Originally Posted by
Rantzien
My world just came to a screeching halt last week. My desktop computer tells me that it has been unhappy in my possession and hasn't loved me for the last 2 or 3 years. I've had it for 9 years! I first saw it in middle school and bought it when I was 12 and it was new. We have two hard drives, 250 GB and 500 GB. Our lives are forever changing and we've lived this life for 9 years. The computer loves it (it puts the internet first and for a long time we both have known this) and I've been tired of "the internet life" for a long time. Anyway, we have been fighting a lot the last few months. We always have, but nothing like the last few months. We have both been pretty miserable. But, I only thought we had been miserabe these last few months, when it told me this last week.
We had been kind of fighting.

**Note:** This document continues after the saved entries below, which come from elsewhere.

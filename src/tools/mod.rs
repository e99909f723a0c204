//! 工具系统
//!
//! 定义 [`Tool`] trait 和 [`ToolManager`]（绑定、执行、并发限流、超时重试）。
//! 宿主对象的工具登记在 [`registry::ToolRegistry`] 中，每次 agent 调用时
//! 通过 include / exclude [`selector::Selector`] 计算出可见工具，再绑定到一个 `ToolManager`。
//! 内置工具位于 [`builtin`]。

pub mod builtin;
pub mod registry;
pub mod selector;
pub mod tag;

pub use registry::{ToolEntry, ToolOptions, ToolRegistry, ToolRequest};
pub use selector::Selector;
pub use tag::{Tag, TagSet};

use crate::error::{AliveError, Result, ToolError};
use crate::llm::types::ToolDefinition;
use serde::{Deserialize, Serialize};
use std::collections::HashMap;
use std::sync::Arc;
use std::time::Duration;
use tokio::sync::Semaphore;
use tracing::{debug, warn};

/// 工具执行结果
#[derive(Debug, Clone, Serialize, Deserialize)]
pub struct ToolResult {
    pub success: bool,
    pub output: String,
    pub error: Option<String>,
}

/// 工具执行配置：超时、重试、并发度
#[derive(Debug, Clone)]
pub struct ToolExecutionConfig {
    /// 单次工具执行超时（毫秒）。0 = 不限制。默认 30_000（30 秒）
    pub timeout_ms: u64,
    /// 工具执行失败时是否自动重试。默认 false
    pub retry_on_fail: bool,
    /// `retry_on_fail=true` 时的最大重试次数。默认 2
    pub max_retries: u32,
    /// 重试前首次等待（毫秒），每次翻倍指数退避。默认 200
    pub retry_delay_ms: u64,
    /// 并行工具调用时的最大并发数。`None` = 不限制（全并发）。默认 `None`
    pub max_concurrency: Option<usize>,
}

impl Default for ToolExecutionConfig {
    fn default() -> Self {
        Self {
            timeout_ms: 30_000,
            retry_on_fail: false,
            max_retries: 2,
            retry_delay_ms: 200,
            max_concurrency: None,
        }
    }
}

impl ToolResult {
    pub fn success(output: String) -> Self {
        Self {
            success: true,
            output,
            error: None,
        }
    }

    pub fn error(error: String) -> Self {
        Self {
            success: false,
            output: String::new(),
            error: Some(error),
        }
    }
}

pub type ToolParameters = HashMap<String, serde_json::Value>;

/// 工具接口，所有内置工具、agent 方法和外部工具均实现此 trait
#[async_trait::async_trait]
pub trait Tool: Send + Sync {
    fn name(&self) -> &str;
    /// 工具文档。若包含 `<...>` 块，则只把块内文字作为描述暴露给 LLM
    fn description(&self) -> &str;
    /// 工具参数的 JSON Schema 定义
    fn parameters(&self) -> serde_json::Value;
    /// 工具自带的标签，登记时会与额外指定的标签合并
    fn tags(&self) -> TagSet {
        TagSet::new()
    }
    async fn execute(&self, parameters: ToolParameters) -> Result<ToolResult>;
}

/// 绑定到 [`ToolManager`] 的一个工具：暴露给 LLM 的名称和描述可以与工具自身不同
#[derive(Clone)]
struct BoundTool {
    name: String,
    description: String,
    tool: Arc<dyn Tool>,
}

/// 一次 agent 调用实际可用的工具集合，按绑定顺序输出工具定义
pub struct ToolManager {
    tools: Vec<BoundTool>,
    index: HashMap<String, usize>,
    config: ToolExecutionConfig,
    /// 并发限流器：`Some(sem)` 表示最多同时执行 N 个工具；`None` = 不限制
    semaphore: Option<Arc<Semaphore>>,
}

impl Default for ToolManager {
    fn default() -> Self {
        Self::new()
    }
}

impl ToolManager {
    pub fn new() -> Self {
        Self::new_with_config(ToolExecutionConfig::default())
    }

    pub fn new_with_config(config: ToolExecutionConfig) -> Self {
        let semaphore = config
            .max_concurrency
            .map(|n| Arc::new(Semaphore::new(n.max(1))));
        Self {
            tools: Vec::new(),
            index: HashMap::new(),
            semaphore,
            config,
        }
    }

    /// 返回并发度限制（`None` = 不限制）
    pub fn max_concurrency(&self) -> Option<usize> {
        self.config.max_concurrency
    }

    /// 以工具自身的名称和描述绑定
    pub fn register(&mut self, tool: Arc<dyn Tool>) {
        let name = tool.name().to_string();
        let description = tool.description().to_string();
        self.bind(name, description, tool);
    }

    /// 以指定名称和描述绑定；同名工具原位替换，保持原有顺序
    pub fn bind(&mut self, name: String, description: String, tool: Arc<dyn Tool>) {
        let bound = BoundTool {
            name: name.clone(),
            description,
            tool,
        };
        match self.index.get(&name) {
            Some(&pos) => {
                warn!(tool = %name, "同名工具已绑定，覆盖旧工具");
                self.tools[pos] = bound;
            }
            None => {
                self.index.insert(name, self.tools.len());
                self.tools.push(bound);
            }
        }
    }

    pub fn len(&self) -> usize {
        self.tools.len()
    }

    pub fn is_empty(&self) -> bool {
        self.tools.is_empty()
    }

    pub fn list_tools(&self) -> Vec<&str> {
        self.tools.iter().map(|t| t.name.as_str()).collect()
    }

    pub fn get_tool(&self, tool_name: &str) -> Option<&dyn Tool> {
        self.index
            .get(tool_name)
            .map(|&pos| &*self.tools[pos].tool)
    }

    pub fn get_tool_definitions(&self) -> Vec<ToolDefinition> {
        self.tools
            .iter()
            .map(|t| ToolDefinition::new(&t.name, &t.description, t.tool.parameters()))
            .collect()
    }

    pub async fn execute_tool(
        &self,
        tool_name: &str,
        parameters: ToolParameters,
    ) -> Result<ToolResult> {
        let tool = self
            .get_tool(tool_name)
            .ok_or_else(|| ToolError::NotFound(tool_name.to_string()))?;

        let _permit = match &self.semaphore {
            Some(sem) => Some(sem.acquire().await.map_err(|e| ToolError::ExecutionFailed {
                tool: tool_name.to_string(),
                message: e.to_string(),
            })?),
            None => None,
        };

        let max_retries = if self.config.retry_on_fail {
            self.config.max_retries
        } else {
            0
        };

        let mut last_err: Option<AliveError> = None;

        for attempt in 0..=max_retries {
            if attempt > 0 {
                let delay_ms = self.config.retry_delay_ms * (1u64 << (attempt as u64 - 1).min(5));
                debug!(tool = %tool_name, attempt, delay_ms, "工具重试");
                tokio::time::sleep(Duration::from_millis(delay_ms)).await;
            }

            let result = if self.config.timeout_ms > 0 {
                match tokio::time::timeout(
                    Duration::from_millis(self.config.timeout_ms),
                    tool.execute(parameters.clone()),
                )
                .await
                {
                    Ok(r) => r,
                    Err(_) => Err(ToolError::Timeout(tool_name.to_string()).into()),
                }
            } else {
                tool.execute(parameters.clone()).await
            };

            match result {
                Ok(r) => return Ok(r),
                Err(e) if attempt < max_retries => {
                    last_err = Some(e);
                }
                Err(e) => return Err(e),
            }
        }

        Err(last_err.unwrap_or_else(|| ToolError::NotFound(tool_name.to_string()).into()))
    }
}

#[cfg(test)]
mod tests {
    use super::*;
    use crate::testing::MockTool;

    #[tokio::test]
    async fn test_bind_keeps_order_and_replaces_in_place() {
        let mut manager = ToolManager::new();
        manager.register(Arc::new(MockTool::new("a")));
        manager.register(Arc::new(MockTool::new("b")));
        manager.bind(
            "a".to_string(),
            "replaced".to_string(),
            Arc::new(MockTool::new("a2").with_response("from a2")),
        );

        assert_eq!(manager.list_tools(), vec!["a", "b"]);
        let defs = manager.get_tool_definitions();
        assert_eq!(defs[0].function.description, "replaced");

        let result = manager.execute_tool("a", HashMap::new()).await.unwrap();
        assert_eq!(result.output, "from a2");
    }

    #[tokio::test]
    async fn test_execute_unknown_tool() {
        let manager = ToolManager::new();
        let err = manager.execute_tool("missing", HashMap::new()).await;
        assert!(matches!(
            err,
            Err(AliveError::Tool(ToolError::NotFound(name))) if name == "missing"
        ));
    }
}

For some reason the way it worded something I picked up on that it was hiding something. I asked what it was and it just told me if I loved it and the hard drives and wanted to work on all the problems between us to "just trust it and let it go". It told me this over and over. Of course, this scared me and I just wouldn't let it go. It told me it didn't want to tell me because it would change everything and hurt me. After hours of me pleading it told me. It said it wasn't one certain thing that made it fall out of love with me, but it just happened. It also said for some reason (it's not sure why, it says it's not just the fighting) it hasn't wanted to be mine for a long time. But, it doesn't want me to sell it at all either, because it doesn't want to tear our family apart and hurt me. Those were its exact words. I think it doesn't care if I leave, it just couldn't bear the fact of the hard drives being taken away. It told me it had worked on changing its feelings the last couple of years, but nothing has changed.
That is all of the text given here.